Would you set down the complete data below, exactly as shown?

(Records for this task)

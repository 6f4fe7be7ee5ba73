// Copyright (c) 2023 BASALT LABS <info@basalt.systems>

//! Recording mocks for the pool's validation collaborators. Each mock
//! answers from a programmable table and records every call so tests can
//! assert on the interactions.

use std::sync::Arc;

use basalt_models::{Hash, HashedMap, Nonce, SignedTransaction};
use parking_lot::Mutex;

use crate::channels::UnsealedSizeNotifier;
use crate::error::PoolError;
use crate::types::TransactionStatus;
use crate::validation::{LedgerNonceChecker, PoolNonceChecker, TransactionValidator};

/// A validator answering `TransactionStatus::None` unless a response was
/// programmed for the transaction's hash.
#[derive(Default)]
pub struct MockValidator {
    verify_responses: Mutex<HashedMap<Hash, TransactionStatus>>,
    chain_responses: Mutex<HashedMap<Hash, TransactionStatus>>,
}

impl MockValidator {
    /// Creates a permissive validator.
    pub fn new() -> Arc<Self> {
        Arc::new(Self::default())
    }

    /// Programs the `verify` answer for one transaction.
    pub fn set_verify_status(&self, hash: Hash, status: TransactionStatus) {
        self.verify_responses.lock().insert(hash, status);
    }

    /// Programs the `submitted_to_chain` answer for one transaction.
    pub fn set_chain_status(&self, hash: Hash, status: TransactionStatus) {
        self.chain_responses.lock().insert(hash, status);
    }
}

impl TransactionValidator for MockValidator {
    fn verify(&self, tx: &SignedTransaction) -> TransactionStatus {
        self.verify_responses
            .lock()
            .get(&tx.hash)
            .copied()
            .unwrap_or(TransactionStatus::None)
    }

    fn submitted_to_chain(&self, tx: &SignedTransaction) -> TransactionStatus {
        self.chain_responses
            .lock()
            .get(&tx.hash)
            .copied()
            .unwrap_or(TransactionStatus::None)
    }
}

/// Pool-side nonce checker recording every removal.
#[derive(Default)]
pub struct MockPoolNonceChecker {
    removed: Mutex<Vec<Nonce>>,
}

impl MockPoolNonceChecker {
    /// Creates an empty recorder.
    pub fn new() -> Arc<Self> {
        Arc::new(Self::default())
    }

    /// Every nonce removed so far, in call order.
    pub fn removed(&self) -> Vec<Nonce> {
        self.removed.lock().clone()
    }
}

impl PoolNonceChecker for MockPoolNonceChecker {
    fn batch_remove(&self, nonces: &[Nonce]) {
        self.removed.lock().extend_from_slice(nonces);
    }
}

/// Ledger-side nonce checker recording every committed batch.
#[derive(Default)]
pub struct MockLedgerNonceChecker {
    inserted: Mutex<Vec<(i64, Vec<Nonce>)>>,
}

impl MockLedgerNonceChecker {
    /// Creates an empty recorder.
    pub fn new() -> Arc<Self> {
        Arc::new(Self::default())
    }

    /// Every `(batch_id, nonces)` insertion so far, in call order.
    pub fn inserted(&self) -> Vec<(i64, Vec<Nonce>)> {
        self.inserted.lock().clone()
    }
}

impl LedgerNonceChecker for MockLedgerNonceChecker {
    fn batch_insert(&self, batch_id: i64, nonces: &[Nonce]) {
        self.inserted.lock().push((batch_id, nonces.to_vec()));
    }
}

/// Builds a notifier that records every reported size.
pub fn recording_notifier() -> (UnsealedSizeNotifier, Arc<Mutex<Vec<usize>>>) {
    let sizes: Arc<Mutex<Vec<usize>>> = Arc::new(Mutex::new(Vec::new()));
    let recorded = sizes.clone();
    let notifier: UnsealedSizeNotifier = Arc::new(move |size| {
        recorded.lock().push(size);
        Ok(())
    });
    (notifier, sizes)
}

/// Builds a notifier that fails `failures` times before succeeding,
/// recording the total number of attempts.
pub fn failing_notifier(failures: u32) -> (UnsealedSizeNotifier, Arc<Mutex<u32>>) {
    let attempts: Arc<Mutex<u32>> = Arc::new(Mutex::new(0));
    let counter = attempts.clone();
    let notifier: UnsealedSizeNotifier = Arc::new(move |_size| {
        let mut count = counter.lock();
        *count += 1;
        if *count <= failures {
            Err(PoolError::NotifyError("notifier unavailable".into()))
        } else {
            Ok(())
        }
    });
    (notifier, attempts)
}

(End Records for this task)

● **Reply to the task**:
repository 6f4fe7be7ee5ba73
// Copyright (c) 2023 BASALT LABS <info@basalt.systems>

//! Recording mocks for the pool's validation collaborators. Each mock
//! answers from a programmable table and records every call so tests can
//! assert on the interactions.

use std::sync::Arc;

use basalt_models::{Hash, HashedMap, Nonce, SignedTransaction};
use parking_lot::Mutex;

use crate::channels::UnsealedSizeNotifier;
use crate::error::PoolError;
use crate::types::TransactionStatus;
use crate::validation::{LedgerNonceChecker, PoolNonceChecker, TransactionValidator};

/// A validator answering `TransactionStatus::None` unless a response was
/// programmed for the transaction's hash.
#[derive(Default)]
pub struct MockValidator {
    verify_responses: Mutex<HashedMap<Hash, TransactionStatus>>,
    chain_responses: Mutex<HashedMap<Hash, TransactionStatus>>,
}

impl MockValidator {
    /// Creates a permissive validator.
    pub fn new() -> Arc<Self> {
        Arc::new(Self::default())
    }

    /// Programs the `verify` answer for one transaction.
    pub fn set_verify_status(&self, hash: Hash, status: TransactionStatus) {
        self.verify_responses.lock().insert(hash, status);
    }

    /// Programs the `submitted_to_chain` answer for one transaction.
    pub fn set_chain_status(&self, hash: Hash, status: TransactionStatus) {
        self.chain_responses.lock().insert(hash, status);
    }
}

impl TransactionValidator for MockValidator {
    fn verify(&self, tx: &SignedTransaction) -> TransactionStatus {
        self.verify_responses
            .lock()
            .get(&tx.hash)
            .copied()
            .unwrap_or(TransactionStatus::None)
    }

    fn submitted_to_chain(&self, tx: &SignedTransaction) -> TransactionStatus {
        self.chain_responses
            .lock()
            .get(&tx.hash)
            .copied()
            .unwrap_or(TransactionStatus::None)
    }
}

/// Pool-side nonce checker recording every removal.
#[derive(Default)]
pub struct MockPoolNonceChecker {
    removed: Mutex<Vec<Nonce>>,
}

impl MockPoolNonceChecker {
    /// Creates an empty recorder.
    pub fn new() -> Arc<Self> {
        Arc::new(Self::default())
    }

    /// Every nonce removed so far, in call order.
    pub fn removed(&self) -> Vec<Nonce> {
        self.removed.lock().clone()
    }
}

impl PoolNonceChecker for MockPoolNonceChecker {
    fn batch_remove(&self, nonces: &[Nonce]) {
        self.removed.lock().extend_from_slice(nonces);
    }
}

/// Ledger-side nonce checker recording every committed batch.
#[derive(Default)]
pub struct MockLedgerNonceChecker {
    inserted: Mutex<Vec<(i64, Vec<Nonce>)>>,
}

impl MockLedgerNonceChecker {
    /// Creates an empty recorder.
    pub fn new() -> Arc<Self> {
        Arc::new(Self::default())
    }

    /// Every `(batch_id, nonces)` insertion so far, in call order.
    pub fn inserted(&self) -> Vec<(i64, Vec<Nonce>)> {
        self.inserted.lock().clone()
    }
}

impl LedgerNonceChecker for MockLedgerNonceChecker {
    fn batch_insert(&self, batch_id: i64, nonces: &[Nonce]) {
        self.inserted.lock().push((batch_id, nonces.to_vec()));
    }
}

/// Builds a notifier that records every reported size.
pub fn recording_notifier() -> (UnsealedSizeNotifier, Arc<Mutex<Vec<usize>>>) {
    let sizes: Arc<Mutex<Vec<usize>>> = Arc::new(Mutex::new(Vec::new()));
    let recorded = sizes.clone();
    let notifier: UnsealedSizeNotifier = Arc::new(move |size| {
        recorded.lock().push(size);
        Ok(())
    });
    (notifier, sizes)
}

/// Builds a notifier that fails `failures` times before succeeding,
/// recording the total number of attempts.
pub fn failing_notifier(failures: u32) -> (UnsealedSizeNotifier, Arc<Mutex<u32>>) {
    let attempts: Arc<Mutex<u32>> = Arc::new(Mutex::new(0));
    let counter = attempts.clone();
    let notifier: UnsealedSizeNotifier = Arc::new(move |_size| {
        let mut count = counter.lock();
        *count += 1;
        if *count <= failures {
            Err(PoolError::NotifyError("notifier unavailable".into()))
        } else {
            Ok(())
        }
    });
    (notifier, attempts)
}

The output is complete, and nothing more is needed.